La clave quizá esté en volver a respetar los lugares que habitamos. Porque hay una arquitectu­ra emocional en los balcones y las ventanas a las que todos nos hemos asomado, y eso es lo que hace la película de Siminiani: obligarnos a mirar a los ojos nuestras fachadas. Al otro lado de los edificios que asisten a una historia de amor de hace medio siglo, pero rodada de nuestro presente, hay familias enteras viviendo, hay estudiante­s con la luz encendida y gente que plancha, que abre los armarios y guarda las conservas que acaba de comprar, hay madres que lloran, hijos que rompen algo, ancianos solos, vaho en las paredes de un baño, hay cañerías y gotelé, hay pelusas, alguien que cose, manos que se tocan, hay piel y alfombras, aspiradora­s, puertas blindadas y quintos sin ascensor; y es así, hasta que se enciende la luz en la Filmoteca. ¿Y ahora, qué? Con los títulos de crédito algo se apaga. Y así aplaudo, con la sensación de que la ciudad que he visto no existirá jamás. Porque algo que no somos ni usted ni yo se está apropiando de los espacios que nos precediero­n.

Afuera, la lluvia es un telón que funde a negro la noche.
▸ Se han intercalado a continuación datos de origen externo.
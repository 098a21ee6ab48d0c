//! The "consumed external interfaces" of spec.md §6, implemented in-crate.
//!
//! Everything in this module plays the role `fuel-asm`/`fuel-types` play
//! for `fuel-vm`: stable, logic-free primitives that the generator is built
//! on top of. None of it synthesizes or constrains anything; it only
//! describes the shape of the EVM and the fork schedule.

use std::fmt;

pub use primitive_types::U256;
use rand::RngCore;

/// 20-byte account identifier.
#[derive(Debug, Clone, Copy, PartialEq, Eq, PartialOrd, Ord, Hash, Default)]
#[cfg_attr(feature = "serde", derive(serde::Serialize, serde::Deserialize))]
pub struct Address(pub [u8; 20]);

impl Address {
    pub const ZERO: Address = Address([0u8; 20]);

    pub fn random(rng: &mut (impl RngCore + ?Sized)) -> Self {
        let mut buf = [0u8; 20];
        rng.fill_bytes(&mut buf);
        Self(buf)
    }
}

impl fmt::Display for Address {
    fn fmt(&self, f: &mut fmt::Formatter<'_>) -> fmt::Result {
        write!(f, "0x")?;
        for b in self.0 {
            write!(f, "{b:02x}")?;
        }
        Ok(())
    }
}

/// Widen a 20-byte address into the 32-byte [`U256`] space storage/balance
/// constraints live in (zero-padded in the high bytes, big-endian).
pub fn u256_from_address(addr: Address) -> U256 {
    let mut buf = [0u8; 32];
    buf[12..].copy_from_slice(&addr.0);
    U256::from_big_endian(&buf)
}

/// Inverse of [`u256_from_address`]: truncate to the low 20 bytes.
pub fn address_from_u256(v: U256) -> Address {
    let mut buf = [0u8; 32];
    v.to_big_endian(&mut buf);
    let mut addr = [0u8; 20];
    addr.copy_from_slice(&buf[12..]);
    Address(addr)
}

/// 32-byte opaque hash (block hash, code hash, ...).
#[derive(Debug, Clone, Copy, PartialEq, Eq, PartialOrd, Ord, Hash)]
#[cfg_attr(feature = "serde", derive(serde::Serialize, serde::Deserialize))]
pub struct Hash(pub [u8; 32]);

impl Hash {
    pub fn random(rng: &mut (impl RngCore + ?Sized)) -> Self {
        let mut buf = [0u8; 32];
        rng.fill_bytes(&mut buf);
        Self(buf)
    }
}

/// Draw a random [`U256`] by reading 32 raw bytes, the "raw word read" path
/// spec.md §4.1/§4.2 calls for when a domain spans its whole representable
/// range.
pub fn random_u256(rng: &mut (impl RngCore + ?Sized)) -> U256 {
    let mut buf = [0u8; 32];
    rng.fill_bytes(&mut buf);
    U256::from_big_endian(&buf)
}

/// Random byte string of length `len`.
pub fn random_bytes(rng: &mut (impl RngCore + ?Sized), len: usize) -> Vec<u8> {
    let mut buf = vec![0u8; len];
    rng.fill_bytes(&mut buf);
    buf
}

/* ---------------------------------------------------------------------- */
/* OpCode table                                                           */
/* ---------------------------------------------------------------------- */

/// A single EVM instruction byte.
pub type OpCode = u8;

pub const STOP: OpCode = 0x00;
pub const ADD: OpCode = 0x01;
pub const JUMPDEST: OpCode = 0x5b;
pub const PUSH1: OpCode = 0x60;
pub const PUSH2: OpCode = 0x61;
pub const PUSH32: OpCode = 0x7f;
pub const INVALID: OpCode = 0xfe;

/// `true` iff `op` is one of `PUSH1..PUSH32`.
pub const fn is_push(op: OpCode) -> bool {
    op >= PUSH1 && op <= PUSH32
}

/// Number of data bytes `op` reserves, for `op` a `PUSH_k`. Panics (in
/// debug) if `op` is not a PUSH opcode; callers are expected to guard with
/// [`is_push`] first, matching the "externally supplied, assumed correct"
/// contract of spec.md §6.
pub const fn push_width(op: OpCode) -> u8 {
    debug_assert!(is_push(op));
    op - PUSH1 + 1
}

/// A representative, non-exhaustive set of opcodes that are valid
/// non-PUSH instructions, used wherever a sub-generator needs "some code
/// op" (spec.md §4.3.1 Pass B).
pub const VALID_NON_PUSH_OPCODES: &[OpCode] = &[
    STOP, ADD, 0x02 /* MUL */, 0x03 /* SUB */, 0x10 /* LT */, 0x11 /* GT */,
    0x14 /* EQ */, 0x15 /* ISZERO */, 0x16 /* AND */, 0x17 /* OR */, 0x18 /* XOR */,
    0x19 /* NOT */, 0x50 /* POP */, JUMPDEST, 0x54 /* SLOAD */, 0x55 /* SSTORE */,
    0x56 /* JUMP */, 0x57 /* JUMPI */, 0x5a /* GAS */,
];

/// Draw a uniformly random byte and interpret it as an opcode.
pub fn random_opcode(rng: &mut (impl RngCore + ?Sized)) -> OpCode {
    let mut buf = [0u8; 1];
    rng.fill_bytes(&mut buf);
    buf[0]
}

/* ---------------------------------------------------------------------- */
/* Revision / fork-block table                                           */
/* ---------------------------------------------------------------------- */

/// A named EVM protocol revision. Ordered: earlier revisions come first.
#[derive(Debug, Clone, Copy, PartialEq, Eq, PartialOrd, Ord, Hash, strum::EnumIter, strum::EnumCount)]
#[cfg_attr(feature = "serde", derive(serde::Serialize, serde::Deserialize))]
pub enum Revision {
    Istanbul,
    Berlin,
    London,
    Paris,
    Shanghai,
    Cancun,
}

impl fmt::Display for Revision {
    fn fmt(&self, f: &mut fmt::Formatter<'_>) -> fmt::Result {
        fmt::Debug::fmt(self, f)
    }
}

/// Block at which `rev` becomes active.
pub const fn fork_block(rev: Revision) -> u64 {
    match rev {
        Revision::Istanbul => 0,
        Revision::Berlin => 1_000_000,
        Revision::London => 2_000_000,
        Revision::Paris => 3_000_000,
        Revision::Shanghai => 4_000_000,
        Revision::Cancun => 5_000_000,
    }
}

/// Length, in blocks, of `rev`'s active range (i.e. until the next fork, or
/// a generous open span for the latest known revision).
pub fn range_length(rev: Revision) -> u64 {
    use strum::IntoEnumIterator;
    let start = fork_block(rev);
    Revision::iter()
        .map(fork_block)
        .filter(|&b| b > start)
        .min()
        .map(|next| next - start)
        .unwrap_or(u64::MAX - start)
}

/// The revision active at block `bn`.
pub fn revision_for_block(bn: u64) -> Revision {
    use strum::IntoEnumIterator;
    Revision::iter()
        .rev()
        .find(|&rev| fork_block(rev) <= bn)
        .unwrap_or(Revision::Istanbul)
}

/* ---------------------------------------------------------------------- */
/* Storage status classification (EIP-2200 / EIP-3529)                   */
/* ---------------------------------------------------------------------- */

/// Classification of a storage-slot transition, computed from
/// `(original, current, new)` per EIP-2200/3529 (spec.md §4.6, GLOSSARY).
#[derive(Debug, Clone, Copy, PartialEq, Eq, Hash, strum::EnumIter)]
#[cfg_attr(feature = "serde", derive(serde::Serialize, serde::Deserialize))]
pub enum StorageStatus {
    Added,
    AddedDeleted,
    DeletedRestored,
    DeletedAdded,
    Deleted,
    Modified,
    ModifiedDeleted,
    ModifiedRestored,
    Assigned,
}

/// Total function from `(original, current, new)` to [`StorageStatus`],
/// inverting the table in spec.md §4.6. Every triple this crate's own
/// `StorageGenerator` produces satisfies exactly one row of that table, so
/// the degenerate `current == original == new` branch below (not listed in
/// the table; real EIP-2200 calls it a no-op) is unreachable in practice —
/// it is handled only so the function stays total.
pub fn classify_storage_status(original: U256, current: U256, new: U256) -> StorageStatus {
    use StorageStatus::*;
    let zero = U256::zero();
    if original == zero {
        if current == zero {
            Added
        } else {
            AddedDeleted
        }
    } else if current == zero {
        if new == original {
            DeletedRestored
        } else {
            DeletedAdded
        }
    } else if current == original {
        if new == zero {
            Deleted
        } else if new == original {
            Assigned
        } else {
            Modified
        }
    } else if new == zero {
        ModifiedDeleted
    } else if new == original {
        ModifiedRestored
    } else {
        Assigned
    }
}

/// `true` iff `status` requires the new value to be zero.
pub fn status_requires_zero_new(status: StorageStatus) -> bool {
    matches!(status, StorageStatus::AddedDeleted | StorageStatus::Deleted | StorageStatus::ModifiedDeleted)
}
El amor se ha quedado en un rincón de la pantalla, y en la calle no hay pasos ni planos ni mapas, solo el silbido del agua al caer sobre los capós, sobre los carteles electorale­s en las marquesina­s que brillan avisando de que están ahí, mirándonos sin ver, como miramos nosotros al eludir el impacto emocional que tiene quitar un banco para poner una terraza, el impacto de pasar por delante del portal donde vivía alguien que conocías y que ahora ofrece apartament­os con clave de entrada; el impacto de ver las ventanas cerradas por las que ya nunca saldrá el olor de una tortilla francesa al caer la noche, ni las voces desde los balcones precintado­s y a la venta. De vuelta a casa, me pregunto cómo será la ciudad que cuente el cine el día de mañana, si quedarán bancos donde suceda alguna historia de amor aunque llueva.